START Input

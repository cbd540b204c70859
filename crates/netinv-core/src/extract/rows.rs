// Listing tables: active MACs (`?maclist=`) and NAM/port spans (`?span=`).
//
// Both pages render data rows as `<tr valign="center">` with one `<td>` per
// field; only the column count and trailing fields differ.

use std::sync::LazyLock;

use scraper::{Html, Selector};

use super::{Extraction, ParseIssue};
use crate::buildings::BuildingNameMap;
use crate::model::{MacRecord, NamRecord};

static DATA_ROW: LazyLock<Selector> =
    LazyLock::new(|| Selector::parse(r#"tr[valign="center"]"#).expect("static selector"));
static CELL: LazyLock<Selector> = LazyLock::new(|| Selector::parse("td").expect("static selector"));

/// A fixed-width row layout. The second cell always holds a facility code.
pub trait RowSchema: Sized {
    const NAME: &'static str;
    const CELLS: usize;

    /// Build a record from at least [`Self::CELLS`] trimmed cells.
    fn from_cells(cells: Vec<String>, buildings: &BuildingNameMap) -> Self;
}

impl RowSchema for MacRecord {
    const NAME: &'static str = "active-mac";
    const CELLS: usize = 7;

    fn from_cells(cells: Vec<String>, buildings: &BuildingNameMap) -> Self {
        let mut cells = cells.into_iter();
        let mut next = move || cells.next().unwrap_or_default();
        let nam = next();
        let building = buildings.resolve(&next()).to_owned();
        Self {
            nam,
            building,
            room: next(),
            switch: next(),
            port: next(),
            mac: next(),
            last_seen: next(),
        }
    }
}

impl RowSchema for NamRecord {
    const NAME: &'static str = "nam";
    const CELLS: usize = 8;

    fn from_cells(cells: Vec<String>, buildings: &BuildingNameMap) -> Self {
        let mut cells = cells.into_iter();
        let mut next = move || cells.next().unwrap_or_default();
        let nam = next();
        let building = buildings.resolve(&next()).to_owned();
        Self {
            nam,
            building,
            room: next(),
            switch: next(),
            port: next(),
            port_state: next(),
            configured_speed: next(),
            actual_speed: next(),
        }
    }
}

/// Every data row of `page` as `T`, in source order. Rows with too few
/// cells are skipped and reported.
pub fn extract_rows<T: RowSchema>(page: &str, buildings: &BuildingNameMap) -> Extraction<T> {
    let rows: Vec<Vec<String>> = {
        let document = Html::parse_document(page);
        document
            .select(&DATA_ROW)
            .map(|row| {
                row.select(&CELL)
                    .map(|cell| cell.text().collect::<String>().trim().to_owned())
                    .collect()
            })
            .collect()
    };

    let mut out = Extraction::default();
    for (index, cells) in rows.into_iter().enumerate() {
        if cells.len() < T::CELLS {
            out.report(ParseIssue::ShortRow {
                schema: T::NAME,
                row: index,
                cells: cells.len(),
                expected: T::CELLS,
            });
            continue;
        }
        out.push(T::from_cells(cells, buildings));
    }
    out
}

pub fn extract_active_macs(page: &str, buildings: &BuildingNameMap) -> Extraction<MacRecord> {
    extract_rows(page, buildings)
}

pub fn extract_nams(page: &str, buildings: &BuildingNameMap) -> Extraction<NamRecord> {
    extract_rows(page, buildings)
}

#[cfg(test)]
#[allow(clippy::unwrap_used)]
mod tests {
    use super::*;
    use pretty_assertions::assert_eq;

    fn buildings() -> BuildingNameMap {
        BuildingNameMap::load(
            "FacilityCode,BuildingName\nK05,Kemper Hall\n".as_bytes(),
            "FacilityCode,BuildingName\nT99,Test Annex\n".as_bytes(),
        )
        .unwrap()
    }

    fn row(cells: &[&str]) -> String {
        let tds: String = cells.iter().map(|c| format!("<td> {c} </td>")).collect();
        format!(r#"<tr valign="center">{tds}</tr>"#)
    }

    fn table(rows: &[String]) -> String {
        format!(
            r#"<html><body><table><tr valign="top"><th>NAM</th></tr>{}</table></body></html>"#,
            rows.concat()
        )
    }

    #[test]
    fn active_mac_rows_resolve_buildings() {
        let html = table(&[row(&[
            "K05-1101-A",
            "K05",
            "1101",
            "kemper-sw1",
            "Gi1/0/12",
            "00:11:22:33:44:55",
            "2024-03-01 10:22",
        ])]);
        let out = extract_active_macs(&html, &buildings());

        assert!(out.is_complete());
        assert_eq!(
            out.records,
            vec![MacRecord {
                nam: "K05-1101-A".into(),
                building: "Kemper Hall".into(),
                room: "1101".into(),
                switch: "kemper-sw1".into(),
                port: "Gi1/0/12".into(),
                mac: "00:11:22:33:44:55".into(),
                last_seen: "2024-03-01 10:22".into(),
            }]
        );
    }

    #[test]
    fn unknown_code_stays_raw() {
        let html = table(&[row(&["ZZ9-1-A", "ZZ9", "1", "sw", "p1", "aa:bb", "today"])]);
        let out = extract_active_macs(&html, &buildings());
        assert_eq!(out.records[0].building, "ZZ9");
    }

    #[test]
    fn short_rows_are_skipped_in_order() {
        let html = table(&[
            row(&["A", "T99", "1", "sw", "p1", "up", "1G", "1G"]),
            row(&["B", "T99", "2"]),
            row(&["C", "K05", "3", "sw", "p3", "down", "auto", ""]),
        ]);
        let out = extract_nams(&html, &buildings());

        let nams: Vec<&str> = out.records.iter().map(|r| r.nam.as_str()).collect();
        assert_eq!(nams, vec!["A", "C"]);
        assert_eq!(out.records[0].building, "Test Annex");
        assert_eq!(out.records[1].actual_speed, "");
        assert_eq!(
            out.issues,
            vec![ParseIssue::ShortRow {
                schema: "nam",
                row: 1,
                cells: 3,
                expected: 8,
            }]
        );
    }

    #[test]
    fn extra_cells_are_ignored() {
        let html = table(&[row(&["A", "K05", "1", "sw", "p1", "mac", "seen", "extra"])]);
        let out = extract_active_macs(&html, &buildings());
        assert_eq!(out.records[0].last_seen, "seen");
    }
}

END Input

## Your task
Every entry above should come back exactly as written.

## Reply to the exercise
repository cbd540b204c70859
filename crates/netinv-core/src/extract/rows.rs
// Listing tables: active MACs (`?maclist=`) and NAM/port spans (`?span=`).
//
// Both pages render data rows as `<tr valign="center">` with one `<td>` per
// field; only the column count and trailing fields differ.

use std::sync::LazyLock;

use scraper::{Html, Selector};

use super::{Extraction, ParseIssue};
use crate::buildings::BuildingNameMap;
use crate::model::{MacRecord, NamRecord};

static DATA_ROW: LazyLock<Selector> =
    LazyLock::new(|| Selector::parse(r#"tr[valign="center"]"#).expect("static selector"));
static CELL: LazyLock<Selector> = LazyLock::new(|| Selector::parse("td").expect("static selector"));

/// A fixed-width row layout. The second cell always holds a facility code.
pub trait RowSchema: Sized {
    const NAME: &'static str;
    const CELLS: usize;

    /// Build a record from at least [`Self::CELLS`] trimmed cells.
    fn from_cells(cells: Vec<String>, buildings: &BuildingNameMap) -> Self;
}

impl RowSchema for MacRecord {
    const NAME: &'static str = "active-mac";
    const CELLS: usize = 7;

    fn from_cells(cells: Vec<String>, buildings: &BuildingNameMap) -> Self {
        let mut cells = cells.into_iter();
        let mut next = move || cells.next().unwrap_or_default();
        let nam = next();
        let building = buildings.resolve(&next()).to_owned();
        Self {
            nam,
            building,
            room: next(),
            switch: next(),
            port: next(),
            mac: next(),
            last_seen: next(),
        }
    }
}

impl RowSchema for NamRecord {
    const NAME: &'static str = "nam";
    const CELLS: usize = 8;

    fn from_cells(cells: Vec<String>, buildings: &BuildingNameMap) -> Self {
        let mut cells = cells.into_iter();
        let mut next = move || cells.next().unwrap_or_default();
        let nam = next();
        let building = buildings.resolve(&next()).to_owned();
        Self {
            nam,
            building,
            room: next(),
            switch: next(),
            port: next(),
            port_state: next(),
            configured_speed: next(),
            actual_speed: next(),
        }
    }
}

/// Every data row of `page` as `T`, in source order. Rows with too few
/// cells are skipped and reported.
pub fn extract_rows<T: RowSchema>(page: &str, buildings: &BuildingNameMap) -> Extraction<T> {
    let rows: Vec<Vec<String>> = {
        let document = Html::parse_document(page);
        document
            .select(&DATA_ROW)
            .map(|row| {
                row.select(&CELL)
                    .map(|cell| cell.text().collect::<String>().trim().to_owned())
                    .collect()
            })
            .collect()
    };

    let mut out = Extraction::default();
    for (index, cells) in rows.into_iter().enumerate() {
        if cells.len() < T::CELLS {
            out.report(ParseIssue::ShortRow {
                schema: T::NAME,
                row: index,
                cells: cells.len(),
                expected: T::CELLS,
            });
            continue;
        }
        out.push(T::from_cells(cells, buildings));
    }
    out
}

pub fn extract_active_macs(page: &str, buildings: &BuildingNameMap) -> Extraction<MacRecord> {
    extract_rows(page, buildings)
}

pub fn extract_nams(page: &str, buildings: &BuildingNameMap) -> Extraction<NamRecord> {
    extract_rows(page, buildings)
}

#[cfg(test)]
#[allow(clippy::unwrap_used)]
mod tests {
    use super::*;
    use pretty_assertions::assert_eq;

    fn buildings() -> BuildingNameMap {
        BuildingNameMap::load(
            "FacilityCode,BuildingName\nK05,Kemper Hall\n".as_bytes(),
            "FacilityCode,BuildingName\nT99,Test Annex\n".as_bytes(),
        )
        .unwrap()
    }

    fn row(cells: &[&str]) -> String {
        let tds: String = cells.iter().map(|c| format!("<td> {c} </td>")).collect();
        format!(r#"<tr valign="center">{tds}</tr>"#)
    }

    fn table(rows: &[String]) -> String {
        format!(
            r#"<html><body><table><tr valign="top"><th>NAM</th></tr>{}</table></body></html>"#,
            rows.concat()
        )
    }

    #[test]
    fn active_mac_rows_resolve_buildings() {
        let html = table(&[row(&[
            "K05-1101-A",
            "K05",
            "1101",
            "kemper-sw1",
            "Gi1/0/12",
            "00:11:22:33:44:55",
            "2024-03-01 10:22",
        ])]);
        let out = extract_active_macs(&html, &buildings());

        assert!(out.is_complete());
        assert_eq!(
            out.records,
            vec![MacRecord {
                nam: "K05-1101-A".into(),
                building: "Kemper Hall".into(),
                room: "1101".into(),
                switch: "kemper-sw1".into(),
                port: "Gi1/0/12".into(),
                mac: "00:11:22:33:44:55".into(),
                last_seen: "2024-03-01 10:22".into(),
            }]
        );
    }

    #[test]
    fn unknown_code_stays_raw() {
        let html = table(&[row(&["ZZ9-1-A", "ZZ9", "1", "sw", "p1", "aa:bb", "today"])]);
        let out = extract_active_macs(&html, &buildings());
        assert_eq!(out.records[0].building, "ZZ9");
    }

    #[test]
    fn short_rows_are_skipped_in_order() {
        let html = table(&[
            row(&["A", "T99", "1", "sw", "p1", "up", "1G", "1G"]),
            row(&["B", "T99", "2"]),
            row(&["C", "K05", "3", "sw", "p3", "down", "auto", ""]),
        ]);
        let out = extract_nams(&html, &buildings());

        let nams: Vec<&str> = out.records.iter().map(|r| r.nam.as_str()).collect();
        assert_eq!(nams, vec!["A", "C"]);
        assert_eq!(out.records[0].building, "Test Annex");
        assert_eq!(out.records[1].actual_speed, "");
        assert_eq!(
            out.issues,
            vec![ParseIssue::ShortRow {
                schema: "nam",
                row: 1,
                cells: 3,
                expected: 8,
            }]
        );
    }

    #[test]
    fn extra_cells_are_ignored() {
        let html = table(&[row(&["A", "K05", "1", "sw", "p1", "mac", "seen", "extra"])]);
        let out = extract_active_macs(&html, &buildings());
        assert_eq!(out.records[0].last_seen, "seen");
    }
}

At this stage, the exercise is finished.